下面我们看两道字符串子序列的问题 subsequence,首先明白子序列是不必连续的。
Given s1, s2, s3, find whether s3 is formed by the interleaving of s1 and s2.
Example 1:
Input: s1 = "aabcc", s2 = "dbbca", s3 = "aadbbcbcac" Output: true
题目解析:
先处理一些特殊情况。
解法参考https://leetcode.com/problems/interleaving-string/discuss/544593/Python-faster-than-97.40
首先理解dp变量的含义,在for循环中dp代表主串s3在当前位置i处s3[:i]的解决方案,所用的s1和s2的位置,比如3: {(1, 1), (2, 0)},当aadb时,有两种方案,或者是 aa + db ,或者是 aab + d。
状态转移来说,要根据dp[i-1]的解决方案和当前字符,来生成dp[i]的解决方案,看代码即可。
下面的代码做了简化,dp是一维的,dp中的元素,代表S1和S2的解决方案的位置,做成字符串,方便dp集合做哈希处理。
最后结果只要dp中有一种解决方案即可。
class Solution:
def isInterleave(self, s1: str, s2: str, s3: str) -> bool:
la, lb = len(s1), len(s2)
lc = len(s3)
if la + lb != lc:
return False
if la == 0:
return s2 == s3
if lb == 0:
return s1 == s3
dp = set()
dp.add("0 0")
for i in range(lc):
char = s3[i]
dp_ = set()
for s in dp:
x, y = map(int, s.split(" "))
if x < la and s1[x] == char:
dp_.add("%d %d" % (x+1, y))
if y < lb and s2[y] == char:
dp_.add("%d %d" % (x, y+1))
dp = dp_
return len(dp) > 0
Given a string S and a string T, count the number of distinct subsequences of S which equals T.

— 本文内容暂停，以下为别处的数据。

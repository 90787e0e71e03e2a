//! Top-level facade crate for framelink.
//!
//! Re-exports the core protocol types and the bridge runtime so users can
//! depend on a single crate.

pub mod core {
    pub use framelink_core::*;
}

pub mod bridge {
    pub use framelink_bridge::*;
}
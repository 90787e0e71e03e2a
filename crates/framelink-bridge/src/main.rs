//! Two-context demo.
//!
//! Wires a primary context (real input, real surface) to a secondary
//! context (rendering collaborator) over the in-process transport: surface
//! handoff first, then forwarded pointer input, frame ticks, a remote video
//! element, and a resize.

use std::sync::{Arc, Mutex};

use serde_json::{json, Value};
use tracing_subscriber::{fmt, EnvFilter};

use framelink_bridge::handoff::{self, SurfaceDescriptor};
use framelink_bridge::proxy::host::{install_element_host, ElementHost, EventSink};
use framelink_bridge::queue::ChannelQueue;
use framelink_bridge::transport::in_proc;
use framelink_bridge::{ChannelConfig, LocalEventHub};
use framelink_core::surface::{PixelSurface, SurfaceGeometry, SurfaceHandle};

/// Primary-side stand-in for a real media element.
#[derive(Default)]
struct DemoVideoHost {
    src: Option<String>,
    sinks: Vec<(String, EventSink)>,
}

impl ElementHost for DemoVideoHost {
    fn invoke(&mut self, method: &str, args: &[Value]) {
        tracing::info!(method, ?args, src = ?self.src, "video host invoked");
        if method == "play" {
            for (ty, sink) in &self.sinks {
                if ty == "playing" {
                    sink.emit("playing", json!({ "currentTime": 0.0 }));
                }
            }
        }
    }

    fn set_property(&mut self, name: &str, value: &Value) {
        tracing::info!(name, %value, "video host property set");
        if name == "src" {
            self.src = value.as_str().map(str::to_string);
        }
    }

    fn attach_listener(&mut self, ty: &str, sink: EventSink) {
        self.sinks.push((ty.to_string(), sink));
    }

    fn detach_listener(&mut self, ty: &str) {
        self.sinks.retain(|(t, _)| t != ty);
    }
}

#[tokio::main]
async fn main() {
    fmt().with_env_filter(EnvFilter::from_default_env()).init();

    let cfg = ChannelConfig::default();
    let (primary_ep, secondary_ep) = in_proc::pair();

    // ---- primary context: owns the real input source and the surface
    let input = LocalEventHub::new();
    let primary = ChannelQueue::with_config(
        Box::new(primary_ep.transport),
        Arc::new(input.clone()),
        &cfg,
    );
    install_element_host(&primary, |tag: &str| match tag {
        "video" => Some(Box::new(DemoVideoHost::default()) as Box<dyn ElementHost>),
        _ => None,
    });

    let geometry = SurfaceGeometry {
        width: 640,
        height: 480,
        left: 0,
        top: 0,
        pixel_ratio: 1.0,
    };
    if let Err(e) = handoff::send_surface(
        &primary,
        SurfaceHandle::new(PixelSurface::new(geometry.width, geometry.height)),
        geometry,
    ) {
        tracing::error!(error = %e, "surface handoff failed");
        return;
    }
    tokio::spawn(framelink_bridge::pump::run(
        primary.clone(),
        primary_ep.inbound,
        cfg.clone(),
    ));

    // ---- secondary context: the rendering collaborator
    let secondary = ChannelQueue::with_config(
        Box::new(secondary_ep.transport),
        Arc::new(LocalEventHub::new()),
        &cfg,
    );
    let surface: Arc<Mutex<Option<SurfaceDescriptor>>> = Arc::new(Mutex::new(None));
    let slot = surface.clone();
    let shim = handoff::install_receiver(&secondary, move |desc| {
        tracing::info!(width = desc.width, height = desc.height, "collaborator ready");
        if let Ok(mut s) = slot.lock() {
            *s = Some(desc);
        }
    });

    shim.add_event_listener("pointermove", |ev| {
        tracing::info!(
            x = ev.number("clientX"),
            y = ev.number("clientY"),
            "pointer forwarded"
        );
    });

    let slot = surface.clone();
    secondary.on_tick(move || {
        if let Ok(mut s) = slot.lock() {
            if let Some(desc) = s.as_mut() {
                if let Some(px) = desc.handle.downcast_mut::<PixelSurface>() {
                    px.fill([32, 32, 48, 255]);
                }
            }
        }
    });

    if let Some(video) = shim.create_element("video") {
        video.add_event_listener("playing", |_| tracing::info!("video is playing"));
        let _ = video.set_property("src", json!("demo.webm"));
        let _ = video.call_method("play", vec![]);
    }
    tokio::spawn(framelink_bridge::pump::run(
        secondary.clone(),
        secondary_ep.inbound,
        cfg.clone(),
    ));

    // ---- drive some input and frames from the primary side
    for frame in 0..30u32 {
        input.fire(
            "pointermove",
            json!({ "clientX": 10 + frame, "clientY": 20, "button": 0 }),
        );
        primary.push_tick();
        tokio::time::sleep(tokio::time::Duration::from_millis(16)).await;
    }

    let resized = SurfaceGeometry {
        width: 800,
        height: 600,
        ..geometry
    };
    if let Err(e) = handoff::push_resize(&primary, resized) {
        tracing::warn!(error = %e, "resize push failed");
    }

    tokio::time::sleep(tokio::time::Duration::from_millis(100)).await;
    tracing::info!("demo complete");
}
use serde::Deserialize;

use framelink_core::{FramelinkError, Result};

/// Channel runtime configuration.
#[derive(Debug, Clone, Deserialize)]
#[serde(deny_unknown_fields)]
pub struct ChannelConfig {
    /// Flush cadence. 16 ms ≈ the nominal 60 flushes per second.
    #[serde(default = "default_flush_interval_ms")]
    pub flush_interval_ms: u64,

    /// Soft cap on messages per batch; exceeding it logs a warning at flush
    /// time but never drops traffic.
    #[serde(default = "default_max_batch_len")]
    pub max_batch_len: usize,
}

impl Default for ChannelConfig {
    fn default() -> Self {
        Self {
            flush_interval_ms: default_flush_interval_ms(),
            max_batch_len: default_max_batch_len(),
        }
    }
}

impl ChannelConfig {
    pub fn validate(&self) -> Result<()> {
        if !(1..=1000).contains(&self.flush_interval_ms) {
            return Err(FramelinkError::InvalidConfig(
                "flush_interval_ms must be between 1 and 1000".into(),
            ));
        }
        if self.max_batch_len == 0 {
            return Err(FramelinkError::InvalidConfig(
                "max_batch_len must be at least 1".into(),
            ));
        }
        Ok(())
    }
}

fn default_flush_interval_ms() -> u64 {
    16
}

fn default_max_batch_len() -> usize {
    1024
}
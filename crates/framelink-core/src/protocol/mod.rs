//! Channel protocol: the message model and the batch codec.
//!
//! One batch per flush tick; messages within a batch keep enqueue order.
//! Transferable resources ride next to the wire text and are rebound to
//! their owning message at decode time.
//!
//! All parsers are panic-free: malformed input is reported as
//! `FramelinkError` instead of panicking, keeping a context resilient to a
//! misbehaving peer.

pub mod codec;
pub mod message;

pub use codec::{decode_batch, encode_batch, BatchFrame};
pub use message::{Message, MessageKind, Transferable};
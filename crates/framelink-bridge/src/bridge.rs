//! Event-forwarding bridge.
//!
//! Wraps a local listener table plus a bound event target. Local
//! `add_event_listener` calls are mirrored as `ADD_LISTENER` messages so the
//! far side subscribes its real input source on demand; events fired there
//! come back as `EVENT` messages and are re-dispatched here as ordinary
//! [`RemoteEvent`]s.

use std::collections::HashMap;
use std::sync::atomic::{AtomicU64, Ordering};
use std::sync::{Arc, Mutex};

use dashmap::DashMap;
use serde_json::{Map, Value};

use framelink_core::protocol::{Message, MessageKind};
use framelink_core::simplify::simplify_payload;

use crate::queue::{lock, Outbox};

static NEXT_LISTENER_ID: AtomicU64 = AtomicU64::new(1);

/// Handle identifying one locally registered listener.
#[derive(Debug, Clone, Copy, PartialEq, Eq, Hash)]
pub struct ListenerId(u64);

pub(crate) fn next_listener_id() -> ListenerId {
    ListenerId(NEXT_LISTENER_ID.fetch_add(1, Ordering::Relaxed))
}

/// Shared callable listener.
pub type EventListener = Arc<Mutex<dyn FnMut(&RemoteEvent) + Send>>;

/// Wrap a closure as a shareable listener.
pub fn listener(f: impl FnMut(&RemoteEvent) + Send + 'static) -> EventListener {
    Arc::new(Mutex::new(f))
}

/// An event after crossing the channel: a type tag plus flat scalar fields.
#[derive(Debug, Clone)]
pub struct RemoteEvent {
    ty: String,
    fields: Map<String, Value>,
}

impl RemoteEvent {
    /// Rebuild from a received `EVENT` payload; the `type` field names the
    /// event, everything else stays addressable by field name.
    pub fn from_payload(payload: &Value) -> Self {
        let fields = match payload {
            Value::Object(m) => m.clone(),
            _ => Map::new(),
        };
        let ty = fields
            .get("type")
            .and_then(Value::as_str)
            .unwrap_or_default()
            .to_string();
        Self { ty, fields }
    }

    /// Build from a known type and a payload observed at the real source.
    pub fn from_parts(ty: &str, payload: Value) -> Self {
        let mut fields = match payload {
            Value::Object(m) => m,
            _ => Map::new(),
        };
        fields.insert("type".to_string(), Value::String(ty.to_string()));
        Self {
            ty: ty.to_string(),
            fields,
        }
    }

    pub fn event_type(&self) -> &str {
        &self.ty
    }

    pub fn get(&self, field: &str) -> Option<&Value> {
        self.fields.get(field)
    }

    pub fn number(&self, field: &str) -> Option<f64> {
        self.fields.get(field).and_then(Value::as_f64)
    }

    /// Flatten back into a transport payload, `type` included.
    pub fn to_payload(&self) -> Value {
        Value::Object(self.fields.clone())
    }

    /// No-op: default prevention cannot cross the context boundary.
    pub fn prevent_default(&self) {}

    /// No-op: propagation control cannot cross the context boundary.
    pub fn stop_propagation(&self) {}
}

/// An event-target-capable handle: one subscription slot per event type.
pub trait EventTarget: Send + Sync {
    fn subscribe(&self, ty: &str, listener: EventListener);
    fn unsubscribe(&self, ty: &str);
}

/// In-process event source for the side that owns real input.
///
/// Holds at most one subscriber per event type; `fire` is how the embedding
/// application feeds observed input into the channel.
#[derive(Clone, Default)]
pub struct LocalEventHub {
    slots: Arc<DashMap<String, EventListener>>,
}

impl LocalEventHub {
    pub fn new() -> Self {
        Self::default()
    }

    /// Deliver an event to the current subscriber for its type, if any.
    pub fn fire(&self, ty: &str, payload: Value) {
        let Some(target) = self.slots.get(ty).map(|l| l.value().clone()) else {
            return;
        };
        let ev = RemoteEvent::from_parts(ty, payload);
        let mut f = lock(&target);
        (*f)(&ev);
    }

    pub fn is_subscribed(&self, ty: &str) -> bool {
        self.slots.contains_key(ty)
    }

    pub fn subscription_count(&self) -> usize {
        self.slots.len()
    }
}

impl EventTarget for LocalEventHub {
    fn subscribe(&self, ty: &str, listener: EventListener) {
        self.slots.insert(ty.to_string(), listener);
    }

    fn unsubscribe(&self, ty: &str) {
        self.slots.remove(ty);
    }
}

/// The queue-level bridge instance.
#[derive(Clone)]
pub struct EventBridge {
    state: Arc<BridgeState>,
}

struct BridgeState {
    outbox: Outbox,
    target: Arc<dyn EventTarget>,
    local: Mutex<HashMap<String, Vec<(ListenerId, EventListener)>>>,
}

impl EventBridge {
    pub(crate) fn new(outbox: Outbox, target: Arc<dyn EventTarget>) -> Self {
        Self {
            state: Arc::new(BridgeState {
                outbox,
                target,
                local: Mutex::new(HashMap::new()),
            }),
        }
    }

    /// Register a local listener and mirror the subscription to the far side.
    pub fn add_event_listener(
        &self,
        ty: &str,
        f: impl FnMut(&RemoteEvent) + Send + 'static,
    ) -> ListenerId {
        let id = next_listener_id();
        lock(&self.state.local)
            .entry(ty.to_string())
            .or_default()
            .push((id, listener(f)));
        self.state.outbox.push(Message::new(
            MessageKind::AddListener,
            serde_json::json!({ "type": ty }),
        ));
        id
    }

    /// Drop one local listener and mirror `REMOVE_LISTENER`.
    ///
    /// The far side keeps a single real subscription per type, so this
    /// cancels it even when other local listeners for the type remain.
    /// That matches the observed protocol; callers sharing a type must
    /// coordinate removal themselves.
    pub fn remove_event_listener(&self, ty: &str, id: ListenerId) {
        if let Some(entries) = lock(&self.state.local).get_mut(ty) {
            entries.retain(|(lid, _)| *lid != id);
        }
        self.state.outbox.push(Message::new(
            MessageKind::RemoveListener,
            serde_json::json!({ "type": ty }),
        ));
    }

    /// Far side asked us to watch the real event source for this type.
    ///
    /// Installs the forwarding listener: every firing is flattened by the
    /// serializer and enqueued as an `EVENT` message.
    pub(crate) fn subscribe_remote(&self, ty: &str) {
        let outbox = self.state.outbox.clone();
        self.state.target.subscribe(
            ty,
            listener(move |ev| {
                outbox.push(Message::new(
                    MessageKind::Event,
                    simplify_payload(&ev.to_payload()),
                ));
            }),
        );
    }

    pub(crate) fn unsubscribe_remote(&self, ty: &str) {
        self.state.target.unsubscribe(ty);
    }

    /// Re-dispatch an inbound `EVENT` payload to local listeners.
    pub(crate) fn dispatch_payload(&self, payload: &Value) {
        let ev = RemoteEvent::from_payload(payload);
        let targets: Vec<EventListener> = lock(&self.state.local)
            .get(ev.event_type())
            .map(|v| v.iter().map(|(_, l)| l.clone()).collect())
            .unwrap_or_default();
        for l in targets {
            let mut f = lock(&l);
            (*f)(&ev);
        }
    }

    #[cfg(test)]
    pub(crate) fn local_listener_count(&self, ty: &str) -> usize {
        lock(&self.state.local).get(ty).map_or(0, Vec::len)
    }
}

#[cfg(test)]
mod tests {
    #![allow(clippy::unwrap_used)]

    use super::*;
    use serde_json::json;

    #[test]
    fn hub_keeps_one_subscription_per_type() {
        let hub = LocalEventHub::new();
        hub.subscribe("click", listener(|_| {}));
        hub.subscribe("click", listener(|_| {}));
        assert_eq!(hub.subscription_count(), 1);
        hub.unsubscribe("click");
        assert!(!hub.is_subscribed("click"));
    }

    #[test]
    fn removal_keeps_other_local_listeners() {
        let bridge = EventBridge::new(Outbox::default(), Arc::new(LocalEventHub::new()));
        let first = bridge.add_event_listener("click", |_| {});
        let _second = bridge.add_event_listener("click", |_| {});
        bridge.remove_event_listener("click", first);
        assert_eq!(bridge.local_listener_count("click"), 1);
        // Both registrations and the removal were mirrored to the far side.
        assert_eq!(bridge.state.outbox.len(), 3);
    }

    #[test]
    fn remote_event_exposes_scalar_fields_and_noop_controls() {
        let ev = RemoteEvent::from_payload(&json!({
            "type": "wheel",
            "deltaY": -3.5,
        }));
        assert_eq!(ev.event_type(), "wheel");
        assert_eq!(ev.number("deltaY"), Some(-3.5));
        // No-ops; present so collaborator code can call them blindly.
        ev.prevent_default();
        ev.stop_propagation();
    }
}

A subsequence of a string is a new string which is formed from the original string by deleting some (can be none) of the characters without disturbing the relative positions of the remaining characters. (ie, "ACE"
is a subsequence of "ABCDE"
while "AEC"
is not).
题目解析:
也是子序列的问题,鄙人写的代码如下,比较慢,DP的思想比较弱,属于常规思维。dp的第一维代表主串S的每个位置的信息,信息即为S串对应T串的解决方案,思路与上题类似。最终dp[i][-1]代表T串完成一个解决方案,累加即可。
class Solution:
def numDistinct(self, s: str, t: str) -> int:
ls = len(s)
lt = len(t)
if ls < lt:
return 0
if ls == lt:
return 1 if s == t else 0
dp = [[] for _ in range(ls)]
max_num = 0
t_dict = dict()
for ix, char in enumerate(t):
t_dict[char] = t_dict.get(char, [])
lst = t_dict[char]
lst.append(ix)
for i in range(ls):
char = s[i]
dp[i] = [0 for _ in range(lt)]
idx_lst = t_dict.get(char, [])
if len(idx_lst) == 0:
continue
for j in range(i):
lst = dp[j]
# lst代表s串每个位置的信息
for ix in idx_lst:
num = lst[ix-1]
# info代表与t串对应的位置索引和次数
if num == 0:
continue
dp[i][ix] += num
if char == t[0]:
dp[i][0] = 1
max_num += dp[i][-1]
return max_num
上面的方法太慢,800+ms。下面才是DP的思想。首先,建立T串的字典,字符及其索引的map;dp的长度为T的长度,然后我们要遍历S,看当前字符的索引位置,有的话则索引idx代表的子串t[:idx]的解决方案就等于t[:idx-1]的解决方案的次数,首字母直接+1。自己需要理解一下。另外注意索引的遍历要从大到小,原因可以rabbit为例看一下。
class Solution:
def numDistinct(self, s: str, t: str) -> int:
ls = len(s)
lt = len(t)
if ls < lt:
return 0
if ls == lt:
return 1 if s == t else 0
t_dict = dict()
for ix, char in enumerate(t):
t_dict[char] = t_dict.get(char, [])
lst = t_dict[char]
lst.append(ix)
dp = [0 for _ in range(lt)]
for char in s:
idx_lst = t_dict.get(char, [])
if len(idx_lst) == 0:
continue
for idx in idx_lst[::-1]:
if idx == 0:
dp[0] += 1
else:
dp[idx] += dp[idx-1]
return dp[-1]
字符串的DP问题就介绍这么几个很典型的题目了。